Highly active anti-retroviral therapy (HAART) is associated with a lower level of CD4+ T cell apoptosis in HIV-infected patients

Abstract
HAART may increase CD4+ T cell counts despite a persistently detectable HIV load. The impact of HAART on apoptosis, which may play a role in the disease process in HIV-infected patients, has not been extensively studied. We performed a study to compare the level of spontaneous T cell apoptosis and anti-retroviral treatments in a cohort of HIV-1-infected patients. Data were obtained from a computerized medical record. Quantification of apoptotic cells was by cytofluorometric technique. From November 1995 to December 1997 we studied T cell apoptosis in 112 HIV-infected patients. Forty patients were classified A, 36 B and 36 C. Thirty patients were naive and 82 received an anti-retroviral treatment, 49 including a protease inhibitor (PI).

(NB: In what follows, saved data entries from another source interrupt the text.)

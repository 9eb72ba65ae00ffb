//! Tenant access guard.
//!
//! Every tenant-scoped operation goes through [`authorize`] first. On success
//! the caller receives a [`TenantScope`] — the only way a tenant id reaches
//! the billing and report services. Data access is always filtered by the
//! scope's tenant id, never by a client-supplied id taken at face value.

use sqlx::PgPool;
use std::sync::Arc;
use uuid::Uuid;

use crate::cache::AppCache;
use crate::error::{AppError, Result};

use super::models::{Principal, Role, TenantRef};
use super::queries;

/// Proof that a principal was authorized for a tenant.
#[derive(Debug, Clone)]
pub struct TenantScope(Uuid);

impl TenantScope {
    pub fn tenant_id(&self) -> Uuid {
        self.0
    }

    /// Scope over a tenant enumerated by an owner-wide administrative
    /// operation. Callers must have passed `Principal::require_owner` first.
    pub(crate) fn for_owner_iteration(tenant_id: Uuid) -> Self {
        TenantScope(tenant_id)
    }
}

/// The access decision, separated from IO so it is unit-testable.
///
/// `has_binding` is only consulted for manager/mechanic principals.
pub fn decide(principal: &Principal, tenant: &TenantRef, has_binding: bool) -> bool {
    match principal.role {
        Role::Owner => true,
        Role::Franchisee => principal.home_franchisee_id == Some(tenant.franchisee_id),
        Role::Manager | Role::Mechanic => has_binding,
    }
}

/// Authorize a principal against a tenant and bind the tenant id.
///
/// `None` means the caller did not supply a tenant id at all, which is a
/// distinct client error from an id that resolves to nothing.
pub async fn authorize(
    pool: &PgPool,
    cache: &AppCache,
    principal: &Principal,
    tenant_id: Option<Uuid>,
) -> Result<TenantScope> {
    let tenant_id = tenant_id.ok_or(AppError::MissingTenant)?;

    let tenant = match cache.tenants.get(&tenant_id).await {
        Some(tenant) => tenant,
        None => {
            let tenant = queries::find_tenant_ref(pool, tenant_id)
                .await?
                .ok_or(AppError::InvalidTenant)?;
            let tenant = Arc::new(tenant);
            cache.tenants.insert(tenant_id, tenant.clone()).await;
            tenant
        }
    };

    // Bindings are checked live so a fresh grant takes effect immediately.
    let has_binding = match principal.role {
        Role::Manager | Role::Mechanic => {
            queries::binding_exists(pool, principal.user_id, tenant_id).await?
        }
        Role::Owner | Role::Franchisee => false,
    };

    if decide(principal, &tenant, has_binding) {
        Ok(TenantScope(tenant_id))
    } else {
        Err(AppError::Forbidden)
    }
}
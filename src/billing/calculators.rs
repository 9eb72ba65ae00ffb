//! Core billing calculation functions.
//!
//! Pure functions for money rounding and billing period math - no database
//! access.

use chrono::{DateTime, Datelike, Days, NaiveDate, TimeZone, Utc};
use rust_decimal::prelude::*;
use rust_decimal::Decimal;

use crate::error::{AppError, Result};

/// Round to 2 decimal places using round-half-away-from-zero at the cent
/// level.
///
/// Applied once when a monetary value is computed; stored amounts are never
/// re-rounded.
///
/// # Examples
/// ```
/// use rust_decimal_macros::dec;
/// use velopark_web::billing::round2;
///
/// assert_eq!(round2(dec!(100.005)), dec!(100.01));
/// assert_eq!(round2(dec!(16.6665)), dec!(16.67));
/// assert_eq!(round2(dec!(-2.675)), dec!(-2.68));
/// ```
pub fn round2(amount: Decimal) -> Decimal {
    amount.round_dp_with_strategy(2, RoundingStrategy::MidpointAwayFromZero)
}

/// One natural weekly billing block of a rental: `[start, end)`, always
/// exactly 7 days.
#[derive(Debug, Clone, Copy, PartialEq, Eq)]
pub struct WeekBlock {
    pub start: NaiveDate,
    pub end: NaiveDate,
}

/// Walk a rental's billable span in 7-day blocks anchored at `rental_start`
/// and keep the blocks overlapping the caller's `[from, to)` window.
///
/// The window only filters which of the rental's natural blocks are returned;
/// it never shortens a block. A block overlaps the window iff
/// `block.end > from && block.start < to` (half-open interval test).
pub fn weekly_blocks(
    rental_start: NaiveDate,
    rental_stop: NaiveDate,
    from: NaiveDate,
    to: NaiveDate,
) -> Vec<WeekBlock> {
    let mut blocks = Vec::new();
    let mut block_start = rental_start;

    while block_start < to && block_start < rental_stop {
        let block_end = block_start + Days::new(7);
        if block_end > from && block_start < to {
            blocks.push(WeekBlock {
                start: block_start,
                end: block_end,
            });
        }
        block_start = block_end;
    }

    blocks
}

/// Resolve an optional strict `YYYY-MM` month into the half-open UTC window
/// `[first_of_month, first_of_next_month)`.
///
/// An omitted month means the current UTC calendar month of `now`.
pub fn month_window(month: Option<&str>, now: DateTime<Utc>) -> Result<(DateTime<Utc>, DateTime<Utc>)> {
    let (year, month) = match month {
        Some(s) => parse_month(s)?,
        None => (now.year(), now.month()),
    };

    let start = Utc
        .with_ymd_and_hms(year, month, 1, 0, 0, 0)
        .single()
        .ok_or_else(|| AppError::InvalidMonth(format!("{year:04}-{month:02}")))?;

    let (next_year, next_month) = if month == 12 {
        (year + 1, 1)
    } else {
        (year, month + 1)
    };
    let end = Utc
        .with_ymd_and_hms(next_year, next_month, 1, 0, 0, 0)
        .single()
        .ok_or_else(|| AppError::InvalidMonth(format!("{next_year:04}-{next_month:02}")))?;

    Ok((start, end))
}

/// Strict `YYYY-MM` parser: four digits, dash, month 01-12. Nothing else.
fn parse_month(s: &str) -> Result<(i32, u32)> {
    let bytes = s.as_bytes();
    let well_formed = bytes.len() == 7
        && bytes[..4].iter().all(u8::is_ascii_digit)
        && bytes[4] == b'-'
        && bytes[5..].iter().all(u8::is_ascii_digit);
    if !well_formed {
        return Err(AppError::InvalidMonth(s.to_string()));
    }

    let year: i32 = s[..4]
        .parse()
        .map_err(|_| AppError::InvalidMonth(s.to_string()))?;
    let month: u32 = s[5..]
        .parse()
        .map_err(|_| AppError::InvalidMonth(s.to_string()))?;
    if !(1..=12).contains(&month) {
        return Err(AppError::InvalidMonth(s.to_string()));
    }

    Ok((year, month))
}

/// Total of already-rounded stored amounts, rounded once more for the ledger.
pub fn total_debt<I>(amounts: I) -> Decimal
where
    I: IntoIterator<Item = Decimal>,
{
    round2(amounts.into_iter().sum())
}

#[cfg(test)]
mod tests {
    use super::*;
    use rust_decimal_macros::dec;

    fn date(y: i32, m: u32, d: u32) -> NaiveDate {
        NaiveDate::from_ymd_opt(y, m, d).unwrap()
    }

    // ==================== round2 tests ====================

    #[test]
    fn test_round2_half_away_from_zero() {
        assert_eq!(round2(dec!(100.005)), dec!(100.01));
        assert_eq!(round2(dec!(2.675)), dec!(2.68));
        assert_eq!(round2(dec!(2.665)), dec!(2.67));
        assert_eq!(round2(dec!(-100.005)), dec!(-100.01));
        assert_eq!(round2(dec!(-2.675)), dec!(-2.68));
    }

    #[test]
    fn test_round2_non_midpoint() {
        assert_eq!(round2(dec!(1.234)), dec!(1.23));
        assert_eq!(round2(dec!(1.236)), dec!(1.24));
        assert_eq!(round2(dec!(16.6665)), dec!(16.67));
        assert_eq!(round2(dec!(1000)), dec!(1000));
    }

    #[test]
    fn test_round2_zero() {
        assert_eq!(round2(dec!(0)), dec!(0));
        assert_eq!(round2(dec!(0.004)), dec!(0.00));
    }

    // ==================== weekly_blocks tests ====================

    #[test]
    fn test_weekly_blocks_window_overlap() {
        // Rental 2024-01-01 .. 2024-02-01, window [2024-01-10, 2024-01-20).
        // Block 01-01..01-08 ends exactly at no overlap with from=01-10;
        // blocks starting 01-08 and 01-15 overlap; block 01-22 starts past to.
        let blocks = weekly_blocks(
            date(2024, 1, 1),
            date(2024, 2, 1),
            date(2024, 1, 10),
            date(2024, 1, 20),
        );

        assert_eq!(blocks.len(), 2);
        assert_eq!(blocks[0].start, date(2024, 1, 8));
        assert_eq!(blocks[0].end, date(2024, 1, 15));
        assert_eq!(blocks[1].start, date(2024, 1, 15));
        assert_eq!(blocks[1].end, date(2024, 1, 22));
    }

    #[test]
    fn test_weekly_blocks_never_shortened_by_window() {
        // A window smaller than a week still yields the full natural block.
        let blocks = weekly_blocks(
            date(2024, 1, 1),
            date(2024, 2, 1),
            date(2024, 1, 2),
            date(2024, 1, 3),
        );

        assert_eq!(blocks.len(), 1);
        assert_eq!(blocks[0].start, date(2024, 1, 1));
        assert_eq!(blocks[0].end, date(2024, 1, 8));
    }

    #[test]
    fn test_weekly_blocks_stop_at_rental_end() {
        // Rental stops 2024-01-10: the block starting 01-08 is still begun
        // (block start precedes the stop), the one starting 01-15 is not.
        let blocks = weekly_blocks(
            date(2024, 1, 1),
            date(2024, 1, 10),
            date(2024, 1, 1),
            date(2024, 3, 1),
        );

        assert_eq!(blocks.len(), 2);
        assert_eq!(blocks[1].start, date(2024, 1, 8));
        assert_eq!(blocks[1].end, date(2024, 1, 15));
    }

    #[test]
    fn test_weekly_blocks_rental_entirely_outside_window() {
        let blocks = weekly_blocks(
            date(2024, 3, 1),
            date(2024, 4, 1),
            date(2024, 1, 1),
            date(2024, 2, 1),
        );
        assert!(blocks.is_empty());
    }

    #[test]
    fn test_weekly_blocks_exact_boundary_excluded() {
        // Block [01-01, 01-08) with from = 01-08: block_end > from fails.
        let blocks = weekly_blocks(
            date(2024, 1, 1),
            date(2024, 1, 8),
            date(2024, 1, 8),
            date(2024, 2, 1),
        );
        assert!(blocks.is_empty());
    }

    #[test]
    fn test_weekly_blocks_are_seven_days() {
        let blocks = weekly_blocks(
            date(2024, 1, 3),
            date(2024, 6, 1),
            date(2024, 1, 1),
            date(2024, 3, 1),
        );
        for block in &blocks {
            assert_eq!(block.end - block.start, chrono::Duration::days(7));
        }
        // Blocks tile the span without gaps.
        for pair in blocks.windows(2) {
            assert_eq!(pair[0].end, pair[1].start);
        }
    }

    // ==================== month_window tests ====================

    fn utc(y: i32, m: u32, d: u32) -> DateTime<Utc> {
        Utc.with_ymd_and_hms(y, m, d, 0, 0, 0).unwrap()
    }

    #[test]
    fn test_month_window_explicit() {
        let (start, end) = month_window(Some("2024-02"), utc(2030, 6, 15)).unwrap();
        assert_eq!(start, utc(2024, 2, 1));
        assert_eq!(end, utc(2024, 3, 1));
    }

    #[test]
    fn test_month_window_december_rolls_over() {
        let (start, end) = month_window(Some("2024-12"), utc(2030, 6, 15)).unwrap();
        assert_eq!(start, utc(2024, 12, 1));
        assert_eq!(end, utc(2025, 1, 1));
    }

    #[test]
    fn test_month_window_defaults_to_current_month() {
        let now = Utc.with_ymd_and_hms(2024, 7, 19, 13, 45, 2).unwrap();
        let (start, end) = month_window(None, now).unwrap();
        assert_eq!(start, utc(2024, 7, 1));
        assert_eq!(end, utc(2024, 8, 1));
    }

    #[test]
    fn test_month_window_rejects_malformed() {
        let now = utc(2024, 1, 1);
        for bad in ["2024-13", "2024-00", "2024-1", "24-01", "2024/01", "2024-011", "garbage", ""] {
            assert!(
                matches!(month_window(Some(bad), now), Err(AppError::InvalidMonth(_))),
                "expected {bad:?} to be rejected"
            );
        }
    }

    // ==================== total_debt tests ====================

    #[test]
    fn test_total_debt_sums_stored_amounts() {
        // Stored amounts were rounded at creation; 100.005 became 100.01.
        let total = total_debt([dec!(100.01), dec!(200), dec!(50)]);
        assert_eq!(total, dec!(350.01));
    }

    #[test]
    fn test_total_debt_empty() {
        assert_eq!(total_debt(Vec::new()), dec!(0));
    }
}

The median plasma viraemia determined in 63 patients was 3.6 (range 1.3–5.6) log10. The median apoptotic cell count was 22% (range 2–73%) and 12% (range 2–60%) for CD4+ and CD8+ T cells, respectively. We did not observe any correlation between the HIV viraemia and the level of apoptosis of T cell subsets. Patients with HAART showed a lower percentage of apoptotic CD4+ T cells only: 16% (range 2–61%) versus 25% (range 5–73%) for patients receiving two nucleoside analogues (= 0.02). This effect was significant in stage A patients and remained observable during the whole course of HIV disease. In conclusion, HAART, without any relation to plasma viraemia, is able to reduce apoptosis of CD4+ T cells.